[Start of Attachment]

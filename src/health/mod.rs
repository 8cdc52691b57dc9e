// SPDX-License-Identifier: MIT
//! Agent health evaluation.
//!
//! Provides [`HealthEvaluator`], which judges per-agent responsiveness from
//! the heartbeat store and aggregates a whole-system [`HealthReport`] over
//! the full agent catalog, plus the background monitor loop that runs the
//! check on a cadence and kicks off auto-recovery.
//!
//! An agent is responsive when all three hold:
//! - a heartbeat record exists for it,
//! - the reported status is not `offline`/`error`,
//! - the heartbeat is younger than the staleness window.
//!
//! Agents that never reported still count toward the denominator of the
//! health score — a fleet that never started is not a healthy fleet.

pub mod evaluator;
pub mod monitor;

// Convenience re-exports.
pub use evaluator::{AgentHealth, HealthEvaluator, HealthReport, SharedHealthEvaluator};
pub use monitor::run_health_monitor;
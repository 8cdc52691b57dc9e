use anyhow::{Context as _, Result};
use sqlx::{sqlite::SqliteConnectOptions, ConnectOptions, SqlitePool};
use std::{path::Path, str::FromStr};

/// Default timeout for individual SQLite queries.
/// Prevents hung queries from blocking the daemon indefinitely.
pub(crate) const QUERY_TIMEOUT: std::time::Duration = std::time::Duration::from_secs(30);

/// Execute a future with the standard query timeout.
/// Returns an error if the operation takes longer than `QUERY_TIMEOUT`.
pub(crate) async fn with_timeout<T>(fut: impl std::future::Future<Output = Result<T>>) -> Result<T> {
    match tokio::time::timeout(QUERY_TIMEOUT, fut).await {
        Ok(result) => result,
        Err(_) => Err(anyhow::anyhow!(
            "database query timed out after {}s",
            QUERY_TIMEOUT.as_secs()
        )),
    }
}

/// Handle to the daemon's SQLite database (`wardend.db` in the data dir).
///
/// Owns pool setup and schema migration; the domain stores
/// ([`TaskStore`](crate::scheduler::TaskStore),
/// [`BriefingStore`](crate::briefing::BriefingStore)) borrow clones of the
/// pool and define their own queries.
#[derive(Clone)]
pub struct Storage {
    pool: SqlitePool,
}

impl Storage {
    pub async fn new(data_dir: &Path) -> Result<Self> {
        Self::new_with_slow_query(data_dir, 0).await
    }

    /// Create storage with slow-query logging enabled.
    ///
    /// `slow_query_ms` is the threshold in milliseconds — queries exceeding it
    /// are logged at WARN level. Set to 0 to disable slow-query logging.
    pub async fn new_with_slow_query(data_dir: &Path, slow_query_ms: u64) -> Result<Self> {
        tokio::fs::create_dir_all(data_dir).await?;
        let db_path = data_dir.join("wardend.db");
        let mut opts =
            SqliteConnectOptions::from_str(&format!("sqlite://{}?mode=rwc", db_path.display()))?
                .journal_mode(sqlx::sqlite::SqliteJournalMode::Wal)
                .synchronous(sqlx::sqlite::SqliteSynchronous::Normal)
                .create_if_missing(true);

        if slow_query_ms > 0 {
            opts = opts.log_slow_statements(
                log::LevelFilter::Warn,
                std::time::Duration::from_millis(slow_query_ms),
            );
        }

        let pool = SqlitePool::connect_with(opts).await?;
        Self::migrate(&pool).await?;
        Ok(Self { pool })
    }

    /// Return a clone of the connection pool (cheap — Arc-backed).
    /// Used to create the task and briefing stores sharing one connection.
    pub fn pool(&self) -> SqlitePool {
        self.pool.clone()
    }

    async fn migrate(pool: &SqlitePool) -> Result<()> {
        sqlx::migrate!("src/storage/migrations")
            .run(pool)
            .await
            .context("Failed to run database migrations")?;

        // Idempotent column additions (ALTER TABLE IF NOT EXISTS is not
        // supported in SQLite, so we attempt the ALTER and ignore the
        // "duplicate column name" error).
        let alter_stmts = [
            "ALTER TABLE scheduled_tasks ADD COLUMN payload TEXT",
            "ALTER TABLE daily_briefings ADD COLUMN action_items TEXT NOT NULL DEFAULT '[]'",
        ];
        for stmt in alter_stmts {
            let result = sqlx::query(stmt).execute(pool).await;
            if let Err(e) = result {
                let msg = e.to_string();
                if !msg.contains("duplicate column") {
                    return Err(e.into());
                }
            }
        }

        Ok(())
    }

    /// Run SQLite VACUUM to reclaim disk space after pruning.
    pub async fn vacuum(&self) -> Result<()> {
        sqlx::query("VACUUM").execute(&self.pool).await?;
        Ok(())
    }
}
// rest/routes/fallback.rs — POST /api/v1/fallback/run.

use axum::{
    extract::State,
    http::{HeaderMap, StatusCode},
    Json,
};
use serde_json::{json, Value};
use std::sync::Arc;

use crate::lease::CycleKind;
use crate::rest::auth::require_bearer;
use crate::AppContext;

/// Trigger a recovery pass over unresponsive critical agents. Held under the
/// fallback lease so the background monitor and the operator cannot run two
/// passes at once.
pub async fn run(
    State(ctx): State<Arc<AppContext>>,
    headers: HeaderMap,
) -> Result<Json<Value>, (StatusCode, Json<Value>)> {
    require_bearer(&headers, ctx.config.api_token.as_deref())?;

    let _lease = ctx.gate.try_acquire(CycleKind::Fallback).map_err(|busy| {
        (
            StatusCode::CONFLICT,
            Json(json!({ "error": busy.to_string() })),
        )
    })?;

    let report = ctx.fallback.run().await;
    Ok(Json(json!(report)))
}
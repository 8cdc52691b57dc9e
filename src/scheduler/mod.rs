//! Task scheduling — persisted queue, cycle engine, and follow-up pass.
//!
//! - [`store`] — SQLite-backed task rows with forward-only transitions
//! - [`runner`] — injected action executor (noop / log / webhook built in)
//! - [`followup`] — in-memory, best-effort follow-up queue
//! - [`engine`] — the cycle façade gluing the two passes together

pub mod engine;
pub mod followup;
pub mod runner;
pub mod store;

// Convenience re-exports.
pub use engine::{run_scheduler_job, CycleReport, SchedulerEngine};
pub use followup::{Followup, FollowupQueue, FollowupSink, LogSink, SharedFollowupQueue};
pub use runner::{BuiltinRunner, TaskRunner};
pub use store::{NewTask, ScheduledTask, TaskStatus, TaskStore};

[End of Attachment]

— WORK REQUEST —
Make a list of all lines in the data that contain "than".

— ANSWER —
//! - the heartbeat is younger than the staleness window.
/// Returns an error if the operation takes longer than `QUERY_TIMEOUT`.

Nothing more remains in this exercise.